In Senate Judiciary Committee hearing statements yesterday, Senator Hatch, Senator Patrick Leahy (D-VT) and others trotted out the typical IP-maximization rhetoric that equates illegally reproduced DVD’s with poisonous imitation drugs. On the public knowledge policy blog, Ari Abramowitz breaks down the problems with these misleading statements in very concrete terms:

The occurrence of counterfeit pharmaceutical and health care items are a combined 2% of total counterfeit seizures (PDF), by value. By comparison, the bulk of seized counterfeit goods are shoes, clothes, and handbags, accounting for 43% of seizures. While these items may be trademark infringements, they are hardly worthy of health and safety alarm bells. The frequency of counterfeit pharmaceuticals and health care items are below one percent, according to WHO, and may be much lower than that, considering GAO’s data showing a 0.017% IP seizure rate in the US. The frequency of actual injuries due to such counterfeits are probably orders of magnitude lower.

Somebody needs to remind me again, what’s the rationale behind multiplying public spending and enforcement on trademarked goods if the government’s own stats suggest they’re already doing a pretty good job?
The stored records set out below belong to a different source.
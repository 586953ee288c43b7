use std::sync::LazyLock;

use regex::Regex;
use scraper::node::Node;
use scraper::{ElementRef, Html, Selector};

use crate::metadata::{clean_text, PartialMetadata, Season};
use crate::parser::edition;

static H1_SEL: LazyLock<Selector> = LazyLock::new(|| Selector::parse("h1").unwrap());
static OG_TITLE_SEL: LazyLock<Selector> =
    LazyLock::new(|| Selector::parse(r#"meta[property="og:title"]"#).unwrap());
static TITLE_SEL: LazyLock<Selector> = LazyLock::new(|| Selector::parse("title").unwrap());
static CLASSED_SEL: LazyLock<Selector> = LazyLock::new(|| Selector::parse("[class]").unwrap());
static META_AUTHOR_SEL: LazyLock<Selector> =
    LazyLock::new(|| Selector::parse(r#"meta[name="author"]"#).unwrap());
static META_ISSUE_SEL: LazyLock<Selector> =
    LazyLock::new(|| Selector::parse(r#"meta[name="citation_issue"]"#).unwrap());
static BODY_SEL: LazyLock<Selector> = LazyLock::new(|| Selector::parse("body").unwrap());

static BYLINE_CLASS_RE: LazyLock<Regex> =
    LazyLock::new(|| Regex::new(r"(?i)author|byline").unwrap());
static BYLINE_LABEL_RE: LazyLock<Regex> =
    LazyLock::new(|| Regex::new(r"(?i)^(?:by\b|authors?\b\s*:?)\s*").unwrap());
static AUTHOR_SPLIT_RE: LazyLock<Regex> =
    LazyLock::new(|| Regex::new(r"(?i)\s*(?:,|&|\band\b)\s*").unwrap());
static ISSUE_RE: LazyLock<Regex> =
    LazyLock::new(|| Regex::new(r"No\.\s*(\d+)\s*\(([^)]+)\)").unwrap());

const SKIPPED_TEXT_PARENTS: &[&str] = &["script", "style", "noscript"];

/// Best-effort read of the visible page: heading, byline, issue caption.
pub fn extract(document: &Html) -> PartialMetadata {
    let title = find_title(document);
    let authors = find_authors(document);
    let texts = body_texts(document);

    let (edition_number, season_year) = match find_issue_meta(document) {
        Some(n) => (Some(n), find_season_year(&texts)),
        None => match find_issue_caption(&texts) {
            Some((n, sy)) => (Some(n), sy.or_else(|| find_season_year(&texts))),
            None => (None, find_season_year(&texts)),
        },
    };

    PartialMetadata {
        title,
        authors,
        edition_number,
        season: season_year.map(|(s, _)| s),
        year: season_year.map(|(_, y)| y),
    }
}

fn find_title(document: &Html) -> Option<String> {
    document
        .select(&H1_SEL)
        .find_map(|h| clean_text(&element_text(h)))
        .or_else(|| meta_content(document, &OG_TITLE_SEL))
        .or_else(|| {
            document
                .select(&TITLE_SEL)
                .find_map(|t| clean_text(&element_text(t)))
        })
}

fn find_authors(document: &Html) -> Vec<String> {
    let byline = document
        .select(&CLASSED_SEL)
        .filter(|el| el.value().classes().any(|c| BYLINE_CLASS_RE.is_match(c)))
        .find_map(|el| clean_text(&element_text(el)))
        .or_else(|| meta_content(document, &META_AUTHOR_SEL));

    byline.map(|text| split_byline(&text)).unwrap_or_default()
}

/// "By Jane Smith and John Doe" → ["Jane Smith", "John Doe"]
pub fn split_byline(text: &str) -> Vec<String> {
    let text = BYLINE_LABEL_RE.replace(text.trim(), "");
    AUTHOR_SPLIT_RE
        .split(&text)
        .filter_map(clean_text)
        .collect()
}

fn find_issue_meta(document: &Html) -> Option<u32> {
    meta_content(document, &META_ISSUE_SEL)?
        .parse::<u32>()
        .ok()
        .filter(|n| *n >= 1)
}

/// First "No. 81 (Summer 2025)" caption. The parenthesised part may not parse.
fn find_issue_caption(texts: &[String]) -> Option<(u32, Option<(Season, i32)>)> {
    texts.iter().find_map(|t| {
        let caps = ISSUE_RE.captures(t)?;
        let number = caps[1].parse::<u32>().ok().filter(|n| *n >= 1)?;
        Some((number, edition::parse_any_order(&caps[2])))
    })
}

/// "Season YYYY" anywhere in the body wins over "YYYY Season".
fn find_season_year(texts: &[String]) -> Option<(Season, i32)> {
    texts
        .iter()
        .find_map(|t| edition::parse_season_year(t))
        .or_else(|| texts.iter().find_map(|t| edition::parse_year_season(t)))
}

/// Text nodes under <body> in document order, minus script and style contents.
fn body_texts(document: &Html) -> Vec<String> {
    let Some(body) = document.select(&BODY_SEL).next() else {
        return Vec::new();
    };

    body.descendants()
        .filter_map(|node| {
            let Node::Text(text) = node.value() else {
                return None;
            };
            let parent = node.parent().and_then(|p| p.value().as_element().map(|e| e.name()));
            if parent.is_some_and(|name| SKIPPED_TEXT_PARENTS.contains(&name)) {
                return None;
            }
            clean_text(text)
        })
        .collect()
}

fn meta_content(document: &Html, selector: &Selector) -> Option<String> {
    document
        .select(selector)
        .find_map(|m| m.value().attr("content").and_then(clean_text))
}

fn element_text(el: ElementRef) -> String {
    el.text().collect::<String>()
}

// ── Tests ──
The sad truth is that the IP-extremists in the congress, the GAO, and the industry lobbies don’t give a sh*t about evidence. They’ve demonstrated time and again a total lack of concern as to whether or not public policies reflect peer-reviewed empirical data.

In fact, they don’t give a sh*t if the DOJ itself comes out against the PRO-IP ACT – and when was the last time you knew the DOJ to turn down an opportunity to expand its enforcement mandate? I’d wager that the DOJ leadership and its bureaucrats know an inefficient, wasteful project when they see one.

Furthermore, given the expansion of executive authority under the Bush administration, you have to wonder why anyone would want to place IP enforcement directly under the executive branch. Doing so opens the door to abuses of numerous forms, not the least of which might be the “extraordinary
rendition” of your iPod (which some members of the Canadian press believe could come about through ACTA anyway).